*Instructions to follow*
Among the records below, find the lines with the word "ReadCompleted" and copy them.

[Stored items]
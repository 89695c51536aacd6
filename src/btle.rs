//! # btleplug Transport
//!
//! [`Transport`] implementation over the host Bluetooth stack.
//!
//! Each request is spawned as its own task on the loop's runtime and reports
//! back through the event loop channel. The connected peripheral and its
//! notification pump live in a small shared slot; the lock is never held
//! across an await.

use crate::connection::LoopEvent;
use crate::device_scanner::{self, device_id};
use crate::error::TransportError;
use crate::gatt::{CharacteristicHandle, GattService};
use crate::transport::{DeviceId, Transport, TransportEvent};
use btleplug::api::{Central, CentralEvent, Characteristic, Manager as _, Peripheral as _, WriteType};
use btleplug::platform::{Adapter, Manager, Peripheral};
use futures::StreamExt;
use std::sync::{Arc, Mutex};
use tokio::sync::mpsc::UnboundedSender;
use tokio::task::JoinHandle;

#[derive(Default)]
struct LinkSlot {
    peripheral: Option<Peripheral>,
    pump: Option<JoinHandle<()>>,
}

impl LinkSlot {
    fn clear(&mut self) -> Option<Peripheral> {
        if let Some(pump) = self.pump.take() {
            pump.abort();
        }
        self.peripheral.take()
    }
}

pub struct BtleTransport {
    adapter: Option<Adapter>,
    unavailable: Option<TransportError>,
    loop_tx: UnboundedSender<LoopEvent>,
    device: Option<DeviceId>,
    link: Arc<Mutex<LinkSlot>>,
    scan_task: Option<JoinHandle<()>>,
    link_task: Option<JoinHandle<()>>,
    /// Writes not yet confirmed; a local disconnect waits for them
    writes: Vec<JoinHandle<()>>,
}

impl BtleTransport {
    /// Open the first Bluetooth adapter
    pub async fn open(loop_tx: UnboundedSender<LoopEvent>) -> Result<Self, TransportError> {
        let manager = Manager::new()
            .await
            .map_err(|e| TransportError::ScanFailed(format!("Failed to create BLE manager: {}", e)))?;
        let adapters = manager
            .adapters()
            .await
            .map_err(|e| TransportError::ScanFailed(format!("Failed to get adapters: {}", e)))?;
        let adapter = adapters.into_iter().next().ok_or(TransportError::NoAdapter)?;

        match adapter.adapter_info().await {
            Ok(info) => log::info!("Using Bluetooth adapter {}", info),
            Err(e) => log::debug!("Adapter info unavailable: {}", e),
        }
        Ok(Self::build(Some(adapter), None, loop_tx))
    }

    /// A transport that fails every scan with `reason`
    pub fn unavailable(loop_tx: UnboundedSender<LoopEvent>, reason: TransportError) -> Self {
        Self::build(None, Some(reason), loop_tx)
    }

    fn build(
        adapter: Option<Adapter>,
        unavailable: Option<TransportError>,
        loop_tx: UnboundedSender<LoopEvent>,
    ) -> Self {
        Self {
            adapter,
            unavailable,
            loop_tx,
            device: None,
            link: Arc::new(Mutex::new(LinkSlot::default())),
            scan_task: None,
            link_task: None,
            writes: Vec::new(),
        }
    }

    fn post(&self, event: TransportEvent) {
        post(&self.loop_tx, event);
    }

    fn peripheral(&self) -> Option<Peripheral> {
        self.link.lock().ok().and_then(|slot| slot.peripheral.clone())
    }

    /// Run `op` against the connected peripheral on a separate task
    fn with_peripheral<F, Fut>(&self, what: &'static str, op: F) -> Option<JoinHandle<()>>
    where
        F: FnOnce(Peripheral, UnboundedSender<LoopEvent>) -> Fut,
        Fut: std::future::Future<Output = ()> + Send + 'static,
    {
        match self.peripheral() {
            Some(peripheral) => Some(tokio::spawn(op(peripheral, self.loop_tx.clone()))),
            None => {
                log::warn!("Cannot {}: no connected peripheral", what);
                None
            }
        }
    }
}

fn post(loop_tx: &UnboundedSender<LoopEvent>, event: TransportEvent) {
    if loop_tx.send(LoopEvent::Transport(event)).is_err() {
        log::debug!("Event loop gone, dropping transport event");
    }
}

fn find_characteristic(
    peripheral: &Peripheral,
    handle: CharacteristicHandle,
) -> Result<Characteristic, String> {
    peripheral
        .characteristics()
        .into_iter()
        .find(|c| c.uuid == handle.uuid && c.service_uuid == handle.service)
        .ok_or_else(|| format!("characteristic {} not found", handle.uuid))
}

/// Post notifications from `peripheral` until its stream ends
async fn pump_notifications(peripheral: Peripheral, loop_tx: UnboundedSender<LoopEvent>) {
    let mut notifications = match peripheral.notifications().await {
        Ok(stream) => stream,
        Err(e) => {
            log::warn!("Could not get notification stream: {}", e);
            return;
        }
    };
    while let Some(notification) = notifications.next().await {
        post(
            &loop_tx,
            TransportEvent::Notification {
                uuid: notification.uuid,
                value: notification.value,
            },
        );
    }
    log::debug!("Notification stream ended");
}

impl Transport for BtleTransport {
    fn start_scan(&mut self) {
        let Some(adapter) = self.adapter.clone() else {
            let reason = self
                .unavailable
                .clone()
                .unwrap_or(TransportError::NoAdapter);
            self.post(TransportEvent::ScanFailed(reason.to_string()));
            return;
        };
        if let Some(task) = self.scan_task.take() {
            task.abort();
        }
        self.scan_task = Some(tokio::spawn(device_scanner::run_scan(
            adapter,
            self.loop_tx.clone(),
        )));
    }

    fn stop_scan(&mut self) {
        if let Some(task) = self.scan_task.take() {
            task.abort();
        }
        if let Some(adapter) = self.adapter.clone() {
            tokio::spawn(async move {
                if let Err(e) = adapter.stop_scan().await {
                    log::warn!("Failed to stop scan: {}", e);
                }
            });
        }
    }

    fn connect(&mut self, device: &DeviceId) {
        let Some(adapter) = self.adapter.clone() else {
            self.post(TransportEvent::ConnectFailed {
                device: device.clone(),
                reason: TransportError::NoAdapter.to_string(),
            });
            return;
        };
        if let Some(task) = self.link_task.take() {
            task.abort();
        }
        self.device = Some(device.clone());

        let device = device.clone();
        let link = self.link.clone();
        let loop_tx = self.loop_tx.clone();
        self.link_task = Some(tokio::spawn(async move {
            let connect_failed = |reason: String| TransportEvent::ConnectFailed {
                device: device.clone(),
                reason,
            };

            let peripheral = match adapter.peripherals().await {
                Ok(peripherals) => peripherals
                    .into_iter()
                    .find(|p| device_id(&p.id()) == device),
                Err(e) => {
                    post(&loop_tx, connect_failed(e.to_string()));
                    return;
                }
            };
            let Some(peripheral) = peripheral else {
                post(&loop_tx, connect_failed("device no longer visible".to_string()));
                return;
            };

            let mut events = match adapter.events().await {
                Ok(events) => events,
                Err(e) => {
                    post(&loop_tx, connect_failed(e.to_string()));
                    return;
                }
            };
            if let Err(e) = peripheral.connect().await {
                post(&loop_tx, connect_failed(e.to_string()));
                return;
            }
            if let Ok(mut slot) = link.lock() {
                slot.clear();
                slot.peripheral = Some(peripheral.clone());
            }
            post(&loop_tx, TransportEvent::Connected(device.clone()));

            // Watch for the link dropping on the remote side
            let id = peripheral.id();
            while let Some(event) = events.next().await {
                if let CentralEvent::DeviceDisconnected(gone) = event {
                    if gone == id {
                        if let Ok(mut slot) = link.lock() {
                            slot.clear();
                        }
                        post(
                            &loop_tx,
                            TransportEvent::Disconnected {
                                device: device.clone(),
                                reason: "link lost".to_string(),
                            },
                        );
                        break;
                    }
                }
            }
        }));
    }

    fn discover_services(&mut self) {
        let link = self.link.clone();
        self.with_peripheral("discover services", move |peripheral, loop_tx| async move {
            if let Err(e) = peripheral.discover_services().await {
                post(&loop_tx, TransportEvent::ServiceDiscoveryFailed(e.to_string()));
                return;
            }
            let services: Vec<GattService> = peripheral
                .services()
                .into_iter()
                .map(|s| GattService {
                    uuid: s.uuid,
                    characteristics: s.characteristics.iter().map(|c| c.uuid).collect(),
                })
                .collect();

            let pump = tokio::spawn(pump_notifications(peripheral, loop_tx.clone()));
            if let Ok(mut slot) = link.lock() {
                if let Some(old) = slot.pump.replace(pump) {
                    old.abort();
                }
            }
            post(&loop_tx, TransportEvent::ServicesDiscovered(services));
        });
    }

    fn subscribe(&mut self, characteristic: CharacteristicHandle) {
        let Some(peripheral) = self.peripheral() else {
            self.post(TransportEvent::SubscribeFailed {
                uuid: characteristic.uuid,
                reason: "not connected".to_string(),
            });
            return;
        };
        let loop_tx = self.loop_tx.clone();
        tokio::spawn(async move {
            let result = match find_characteristic(&peripheral, characteristic) {
                Ok(c) => peripheral.subscribe(&c).await.map_err(|e| e.to_string()),
                Err(e) => Err(e),
            };
            let event = match result {
                Ok(()) => TransportEvent::Subscribed(characteristic.uuid),
                Err(reason) => {
                    log::warn!(
                        "Could not subscribe to {} notifications: {}",
                        characteristic.role.name(),
                        reason
                    );
                    TransportEvent::SubscribeFailed {
                        uuid: characteristic.uuid,
                        reason,
                    }
                }
            };
            post(&loop_tx, event);
        });
    }

    fn read(&mut self, characteristic: CharacteristicHandle) {
        let Some(peripheral) = self.peripheral() else {
            self.post(TransportEvent::ReadCompleted {
                uuid: characteristic.uuid,
                result: Err("not connected".to_string()),
            });
            return;
        };
        let loop_tx = self.loop_tx.clone();
        tokio::spawn(async move {
            let result = match find_characteristic(&peripheral, characteristic) {
                Ok(c) => peripheral.read(&c).await.map_err(|e| e.to_string()),
                Err(e) => Err(e),
            };
            post(
                &loop_tx,
                TransportEvent::ReadCompleted {
                    uuid: characteristic.uuid,
                    result,
                },
            );
        });
    }

    fn write(&mut self, characteristic: CharacteristicHandle, value: Vec<u8>) {
        self.writes.retain(|task| !task.is_finished());
        let task = self.with_peripheral("write", move |peripheral, _| async move {
            let result = match find_characteristic(&peripheral, characteristic) {
                Ok(c) => peripheral
                    .write(&c, &value, WriteType::WithResponse)
                    .await
                    .map_err(|e| e.to_string()),
                Err(e) => Err(e),
            };
            if let Err(e) = result {
                log::warn!("Write to {} failed: {}", characteristic.role.name(), e);
            }
        });
        self.writes.extend(task);
    }

    fn disconnect(&mut self) {
        if let Some(task) = self.link_task.take() {
            task.abort();
        }
        let peripheral = self.link.lock().ok().and_then(|mut slot| slot.clear());
        let Some(device) = self.device.take() else {
            return;
        };
        let writes = std::mem::take(&mut self.writes);
        let loop_tx = self.loop_tx.clone();
        tokio::spawn(async move {
            // Let a final command (logging off, cycle stop) reach the scale first
            for write in writes {
                let _ = write.await;
            }
            if let Some(peripheral) = peripheral {
                if let Err(e) = peripheral.disconnect().await {
                    log::warn!("Disconnect failed: {}", e);
                }
            }
            post(
                &loop_tx,
                TransportEvent::Disconnected {
                    device,
                    reason: "local disconnect".to_string(),
                },
            );
        });
    }
}

impl Drop for BtleTransport {
    fn drop(&mut self) {
        if let Some(task) = self.scan_task.take() {
            task.abort();
        }
        if let Some(task) = self.link_task.take() {
            task.abort();
        }
        for task in self.writes.drain(..) {
            task.abort();
        }
        if let Ok(mut slot) = self.link.lock() {
            slot.clear();
        }
    }
}
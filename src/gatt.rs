//! GATT layout of the LoggingScale firmware.
//!
//! One primary service carrying six characteristics. Handles are resolved from a
//! discovered service list once per connection.

use crate::error::TransportError;
use uuid::Uuid;

pub const SCALE_SERVICE_UUID: Uuid = Uuid::from_u128(0x1eb9bb89_186e_4d2a_a204_346da73c061c);
pub const MASS_CHAR_UUID: Uuid = Uuid::from_u128(0x5977b71a_a58c_40d2_85a4_34071043d9ca);
pub const TARE_CHAR_UUID: Uuid = Uuid::from_u128(0xa8f2d9f3_c93a_4479_8208_7287262eacf6);
pub const TARGET_MASS_CHAR_UUID: Uuid = Uuid::from_u128(0xbcf25166_c8d1_4421_805f_0d277cbfb82e);
pub const LOGGING_CHAR_UUID: Uuid = Uuid::from_u128(0x9fdd73d8_77e8_4099_816f_a1619834c3f2);
pub const SHOT_STATE_CHAR_UUID: Uuid = Uuid::from_u128(0xc4fc31b7_0442_4ed8_861f_08c5e8843eb7);
pub const LOG_STATE_CHAR_UUID: Uuid = Uuid::from_u128(0x101305d0_ebd3_4862_b816_a12f7694f498);

#[derive(Debug, Clone, Copy, PartialEq, Eq, Hash)]
pub enum CharRole {
    Mass,
    Tare,
    TargetMass,
    Logging,
    ShotState,
    LogState,
}

impl CharRole {
    pub fn all() -> [CharRole; 6] {
        [
            CharRole::Mass,
            CharRole::Tare,
            CharRole::TargetMass,
            CharRole::Logging,
            CharRole::ShotState,
            CharRole::LogState,
        ]
    }

    pub fn uuid(&self) -> Uuid {
        match self {
            CharRole::Mass => MASS_CHAR_UUID,
            CharRole::Tare => TARE_CHAR_UUID,
            CharRole::TargetMass => TARGET_MASS_CHAR_UUID,
            CharRole::Logging => LOGGING_CHAR_UUID,
            CharRole::ShotState => SHOT_STATE_CHAR_UUID,
            CharRole::LogState => LOG_STATE_CHAR_UUID,
        }
    }

    pub fn name(&self) -> &'static str {
        match self {
            CharRole::Mass => "mass",
            CharRole::Tare => "tare",
            CharRole::TargetMass => "target mass",
            CharRole::Logging => "logging feed",
            CharRole::ShotState => "shot state",
            CharRole::LogState => "log state",
        }
    }

    /// Characteristics the session subscribes to once ready
    pub fn is_notify(&self) -> bool {
        matches!(self, CharRole::Mass | CharRole::Logging | CharRole::ShotState)
    }
}

/// Reference to one resolved characteristic
#[derive(Debug, Clone, Copy, PartialEq, Eq)]
pub struct CharacteristicHandle {
    pub role: CharRole,
    pub service: Uuid,
    pub uuid: Uuid,
}

/// A discovered service as reported by the transport
#[derive(Debug, Clone, PartialEq, Eq)]
pub struct GattService {
    pub uuid: Uuid,
    pub characteristics: Vec<Uuid>,
}

/// Handles for all six roles, valid for a single connection
#[derive(Debug, Clone, PartialEq, Eq)]
pub struct ScaleCharacteristics {
    handles: [CharacteristicHandle; 6],
}

impl ScaleCharacteristics {
    /// Resolve every role from the scale service.
    ///
    /// Fails on the first missing piece, naming it.
    pub fn resolve(services: &[GattService]) -> Result<Self, TransportError> {
        let service = services
            .iter()
            .find(|s| s.uuid == SCALE_SERVICE_UUID)
            .ok_or(TransportError::MissingCharacteristic("scale service"))?;

        let mut handles = Vec::with_capacity(6);
        for role in CharRole::all() {
            if !service.characteristics.contains(&role.uuid()) {
                return Err(TransportError::MissingCharacteristic(role.name()));
            }
            handles.push(CharacteristicHandle {
                role,
                service: service.uuid,
                uuid: role.uuid(),
            });
        }

        let handles = handles
            .try_into()
            .map_err(|_| TransportError::MissingCharacteristic("scale service"))?;
        Ok(Self { handles })
    }

    pub fn get(&self, role: CharRole) -> CharacteristicHandle {
        // resolve() fills the array in CharRole::all() order
        self.handles[role as usize]
    }

    pub fn role_of(&self, uuid: Uuid) -> Option<CharRole> {
        self.handles.iter().find(|h| h.uuid == uuid).map(|h| h.role)
    }

    pub fn notify_handles(&self) -> impl Iterator<Item = CharacteristicHandle> + '_ {
        self.handles.iter().copied().filter(|h| h.role.is_notify())
    }
}

#[cfg(test)]
pub(crate) fn scale_service() -> GattService {
    GattService {
        uuid: SCALE_SERVICE_UUID,
        characteristics: CharRole::all().iter().map(|r| r.uuid()).collect(),
    }
}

*Task answer*
            self.post(TransportEvent::ReadCompleted {
                TransportEvent::ReadCompleted {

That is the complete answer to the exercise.